- Created by: Reginald Hudlin, Warrington Hudlin, Campbell McLaren, David Isaacs
- Country of origin: United States
- No. of episodes: 14

Production
- Running time: 30 minutes
- Production companies: Zilo Live, Inc.

Original release
- Network: BET
- Release: March 18, 2008 – 2008

= Iron Ring (TV series) =

American reality television series

Iron Ring is an American reality television series and mixed martial arts (MMA) competition that aired on BET.

==Format==
On this show, professional MMA fighters that have yet to make a big name for themselves were selected onto teams representing five different weight classes (Heavyweight, Middleweight, and Lightweight [which the show contested at 170lbs rather than 155lbs]).
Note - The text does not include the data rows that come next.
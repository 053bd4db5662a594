use chrono::{DateTime, Utc};
use serde::{Deserialize, Serialize};

/// Binding of a quiz to a set of students, with a due date and attempt
/// limit. Created by the external admin collaborator; read-only here.
#[derive(Debug, Clone, Serialize, Deserialize)]
#[serde(rename_all = "camelCase")]
pub struct QuizAssignment {
    pub assignment_id: String,
    pub quiz_id: String,
    pub assigned_by: String,
    pub due_date: DateTime<Utc>,
    pub max_attempts: i32,
    pub is_active: bool,
}
use serde::{Deserialize, Serialize};

#[derive(Debug, Clone, Serialize, Deserialize)]
#[serde(rename_all = "camelCase")]
pub struct Quiz {
    pub quiz_id: String,
    pub title: String,
    #[serde(default)]
    pub description: Option<String>,
    pub course_id: String,
    /// Attempt duration in minutes.
    pub duration: i64,
    pub total_marks: f64,
    pub passing_marks: f64,
    #[serde(default)]
    pub settings: QuizSettings,
    #[serde(default)]
    pub question_ids: Vec<String>,
    pub is_active: bool,
}

impl Quiz {
    /// Canonical pass threshold, as a percentage. Every pass/fail decision
    /// in the system derives from this single source.
    pub fn passing_percentage(&self) -> f64 {
        if self.total_marks > 0.0 {
            self.passing_marks / self.total_marks * 100.0
        } else {
            0.0
        }
    }
}

#[derive(Debug, Clone, Serialize, Deserialize)]
#[serde(rename_all = "camelCase")]
pub struct QuizSettings {
    #[serde(default)]
    pub late_submission_behavior: LateSubmissionBehavior,
    #[serde(default = "default_late_penalty_percent")]
    pub late_penalty_percent: f64,
    #[serde(default = "default_max_attempts")]
    pub max_attempts: i32,
    #[serde(default)]
    pub shuffle_questions: bool,
    #[serde(default = "default_true")]
    pub show_results_immediately: bool,
}

impl Default for QuizSettings {
    fn default() -> Self {
        Self {
            late_submission_behavior: LateSubmissionBehavior::default(),
            late_penalty_percent: default_late_penalty_percent(),
            max_attempts: default_max_attempts(),
            shuffle_questions: false,
            show_results_immediately: true,
        }
    }
}

#[derive(Debug, Clone, Copy, Default, PartialEq, Eq, Serialize, Deserialize)]
#[serde(rename_all = "snake_case")]
pub enum LateSubmissionBehavior {
    AcceptWithPenalty,
    Reject,
    #[default]
    MarkLate,
}

fn default_late_penalty_percent() -> f64 {
    10.0
}

fn default_max_attempts() -> i32 {
    1
}

fn default_true() -> bool {
    true
}
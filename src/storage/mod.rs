pub mod memory;

use crate::error::Result;
use crate::models::assignment::QuizAssignment;
use crate::models::attempt::Attempt;
use crate::models::question::Question;
use crate::models::quiz::Quiz;
use crate::models::result_log::ResultLog;
use async_trait::async_trait;
use uuid::Uuid;

/// Persistence port. The production collaborator is a document database;
/// the core only assumes atomicity at the single-document level.
#[async_trait]
pub trait QuizStore: Send + Sync {
    async fn get_quiz(&self, quiz_id: &str) -> Result<Option<Quiz>>;

    /// Questions for a quiz, in display order.
    async fn get_questions(&self, quiz_id: &str) -> Result<Vec<Question>>;

    async fn get_assignment(&self, assignment_id: &str) -> Result<Option<QuizAssignment>>;

    async fn count_attempts(&self, assignment_id: &str, student_email: &str) -> Result<i64>;

    async fn insert_attempt(&self, attempt: &Attempt) -> Result<()>;

    async fn get_attempt(&self, attempt_id: Uuid) -> Result<Option<Attempt>>;

    /// Replaces the whole attempt document in one atomic write.
    async fn update_attempt(&self, attempt: &Attempt) -> Result<()>;

    /// Append-only; entries are never mutated after the fact.
    async fn append_result_log(&self, entry: &ResultLog) -> Result<()>;

    async fn list_result_logs(&self, attempt_id: Uuid) -> Result<Vec<ResultLog>>;
}
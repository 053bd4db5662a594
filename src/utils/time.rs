use chrono::{DateTime, Duration, FixedOffset, Utc};
use std::sync::RwLock;

/// Time source threaded through every service so deadline arithmetic is
/// deterministic under test. All timestamps are normalized to UTC.
pub trait Clock: Send + Sync {
    fn now(&self) -> DateTime<Utc>;
}

pub struct SystemClock;

impl Clock for SystemClock {
    fn now(&self) -> DateTime<Utc> {
        Utc::now()
    }
}

/// Clock pinned to an explicit instant; tests advance it by hand.
pub struct ManualClock {
    now: RwLock<DateTime<Utc>>,
}

impl ManualClock {
    pub fn new(now: DateTime<Utc>) -> Self {
        Self { now: RwLock::new(now) }
    }

    pub fn set(&self, now: DateTime<Utc>) {
        *self.now.write().expect("clock lock poisoned") = now;
    }

    pub fn advance(&self, by: Duration) {
        let mut guard = self.now.write().expect("clock lock poisoned");
        *guard += by;
    }
}

impl Clock for ManualClock {
    fn now(&self) -> DateTime<Utc> {
        *self.now.read().expect("clock lock poisoned")
    }
}

pub fn to_display(dt: DateTime<Utc>, offset: FixedOffset) -> DateTime<FixedOffset> {
    dt.with_timezone(&offset)
}

pub fn from_rfc3339(s: &str) -> anyhow::Result<DateTime<Utc>> {
    Ok(DateTime::parse_from_rfc3339(s)?.with_timezone(&Utc))
}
Each team had a celebrity owner and MMA coach who evaluated the try outs and selected contestants. Team owners included boxing champ Floyd Mayweather and Rick Ross managing the Money Mayweather Boys; hip-hop artist Ludacris with Team Luda; Nelly representing Team Nelly; T.I. leading Team Grand Hustle; Juelz Santana and Jim Jones heading Dipset; and Lil Jon with the Head Busters. Featured MMA coaches included Shonie Carter and Charles Bennett.

The respective teams then fought over the course of several weeks, building towards a finale that took place in New Orleans in February 2008.

==Winner==
The winners of each weight class included:

- Heavyweight: Abongo Humphrey
- Middleweight: Jamie Yager
- Lightweight (170lbs): Josh Gaskins

The ultimate team winner was Team Nelly.